Jahrelang haben die Deutschen von stabilen und günstigen Nahrungsmittelpreisen profitiert. Damit wird bald Schluss sein. Denn wachsender Wohlstand und steigende Nachfrage lassen die Preise anziehen. Die Gewinne deutscher Bauern könnten dennoch sinken.

Nach Jahren sinkender Nahrungsmittelpreise gehen die Zeiten günstiger Lebensmittel aus Sicht des Deutschen Bauernverband dem Ende entgegen. Weltweit gehe aktuell der Preistrend für Lebensmittel wie etwa Weizen und Mais deutlich nach oben, sagte Verbandspräsident Gerd Sonnleitner der "Bild"-Zeitung. Zu den Gründen gehöre unter anderem der wachsende Wohlstand und die steigende Nachfrage in bevölkerungsreichen Ländern wie China und Indien.

Für die deutschen Verbraucher sagte Sonnleitner Preissteigerungen bei landwirtschaftlichen Waren in Höhe der allgemeinen Inflationsrate voraus. "Die Preise für unsere Produkte werden sich künftig der allgemeinen Inflationsrate anpassen, in diesem Jahr also um rund 2,5 Prozent steigen. Bisher lagen sie immer darunter", sagte der Verbandschef.

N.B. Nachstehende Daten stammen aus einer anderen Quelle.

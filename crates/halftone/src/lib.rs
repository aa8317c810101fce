//! # Halftone - educational grayscale image codec
//!
//! This crate provides a high-level API for compressing images with a JPEG-style
//! pipeline: halftone conversion, 8×8 DCT, table quantization and Huffman coding.
//!
//! ## Quick Start
//!
//! ```no_run
//! use halftone::{Dimensions, PixelGrid, Pipeline, QuantPreset, Rgb};
//!
//! let image = PixelGrid::filled(Dimensions::new(64, 64), Rgb::gray(200)).unwrap();
//! let pipeline = Pipeline::new(QuantPreset::Standard);
//!
//! let artifact = pipeline.compress(&image).unwrap();
//! let decoded = pipeline.decompress(&artifact).unwrap();
//! let error = halftone::quality(&pipeline.luminance(&image), &decoded.luminance);
//! println!("{} bytes, quality {:.5}", artifact.len(), error);
//! ```
//!
//! ## Architecture
//!
//! - `halftone-core`: matrices, pixel grids, errors
//! - `halftone-transform`: FFT, DCT, quantization, block processing
//! - `halftone-bitstream`: word packing and the Huffman codec
//! - `halftone-encoder` / `halftone-decoder`: the two pipelines

mod pipeline;
mod quality;

// Re-export core types
pub use halftone_core::{
    CodecError, CodecResult, Complex64, ComplexMatrix, Dimensions, Direction, PixelGrid, Rgb,
};

// Re-export the building blocks
pub use halftone_bitstream as bitstream;
pub use halftone_color as color;
pub use halftone_transform as transform;

pub use halftone_bitstream::StreamStatus;
pub use halftone_transform::{
    angular_transform, centered_spectrum, dct8x8, fft1d, fft2d, idct8x8, quantize, BlockProcessor,
    QuantPreset, QuantTable,
};

// Re-export the pipelines
pub use halftone_decoder::{DecodedImage, DecoderOptions, HalftoneDecoder};
pub use halftone_encoder::{CompressionStats, EncoderOptions, HalftoneEncoder};

pub use pipeline::{Pipeline, RoundTrip};
pub use quality::quality;

/// Library version
pub const VERSION: &str = env!("CARGO_PKG_VERSION");
//! Color conversions for the halftone codec
//!
//! This crate implements the halftone conversion (RGB to single-channel luminance)
//! applied before tiling, and the reverse mapping used to hand a reconstructed
//! luminance matrix back to the display collaborator.

pub mod luminance;

pub use luminance::*;
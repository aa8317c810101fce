//! Benchmarks for the Huffman codec
//!
//! Run with: cargo bench --bench entropy_coding

use criterion::{black_box, criterion_group, criterion_main, BenchmarkId, Criterion, Throughput};
use halftone_bitstream::{decode_symbols, encode_symbols, FrequencyTable, HuffmanTree};

/// Coefficient-like stream: mostly zeros, a few small values, sparse large DC terms
fn coefficient_stream(len: usize) -> Vec<i32> {
    (0..len)
        .map(|i| match i % 64 {
            0 => 40 + (i / 64 % 20) as i32,
            1..=3 => (i % 5) as i32 - 2,
            4..=9 => (i % 3) as i32 - 1,
            _ => 0,
        })
        .collect()
}

fn bench_tree_construction(c: &mut Criterion) {
    let mut group = c.benchmark_group("Huffman Tree");

    for &alphabet in &[4i32, 64, 1024] {
        let symbols: Vec<i32> = (0..65_536).map(|i| (i * 7919) % alphabet).collect();
        let frequencies = FrequencyTable::from_symbols(&symbols);

        group.bench_with_input(
            BenchmarkId::new("build", alphabet),
            &frequencies,
            |b, frequencies| b.iter(|| HuffmanTree::build(black_box(frequencies))),
        );

        let tree = HuffmanTree::build(&frequencies);
        group.bench_with_input(BenchmarkId::new("code_table", alphabet), &tree, |b, tree| {
            b.iter(|| black_box(tree).code_table())
        });
    }

    group.finish();
}

fn bench_stream_coding(c: &mut Criterion) {
    let mut group = c.benchmark_group("Huffman Stream");

    for &len in &[4_096usize, 65_536, 262_144] {
        let symbols = coefficient_stream(len);
        group.throughput(Throughput::Elements(len as u64));

        group.bench_with_input(BenchmarkId::new("encode", len), &symbols, |b, symbols| {
            b.iter(|| {
                let mut output = Vec::new();
                encode_symbols(black_box(symbols), &mut output, 32).unwrap();
                output
            })
        });

        let mut encoded = Vec::new();
        encode_symbols(&symbols, &mut encoded, 32).unwrap();
        group.bench_with_input(BenchmarkId::new("decode", len), &encoded, |b, encoded| {
            b.iter(|| decode_symbols(black_box(&encoded[..])).unwrap())
        });
    }

    group.finish();
}

fn bench_flush_threshold(c: &mut Criterion) {
    let mut group = c.benchmark_group("Flush Threshold");
    let symbols = coefficient_stream(65_536);

    for &threshold in &[32usize, 1024, 65_536] {
        group.bench_with_input(
            BenchmarkId::from_parameter(threshold),
            &threshold,
            |b, &threshold| {
                b.iter(|| {
                    let mut output = Vec::new();
                    encode_symbols(black_box(&symbols), &mut output, threshold).unwrap();
                    output
                })
            },
        );
    }

    group.finish();
}

criterion_group!(
    benches,
    bench_tree_construction,
    bench_stream_coding,
    bench_flush_threshold
);
criterion_main!(benches);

Mit steigenden Gewinnen können die deutschen Ackerbau-Landwirte in diesem Jahr dennoch nicht rechnen. Grund sind laut Sonnleitner die hohen Energiekosten. "Unterm Strich dürften viele Landwirte sogar weniger in der Tasche haben als im Vorjahr", sagte Sonnleitner. Der Funktionär wandte sich entschieden gegen den Abbau von Agrarsubventionen. "Wir brauchen auch künftig diese Finanzhilfen. Sie helfen uns, die hohen Umwelt- und Tierschutzstandards zu erhalten und somit Nachteile auf dem Weltmarkt auszugleichen", sagte Sonnleitner der Zeitung.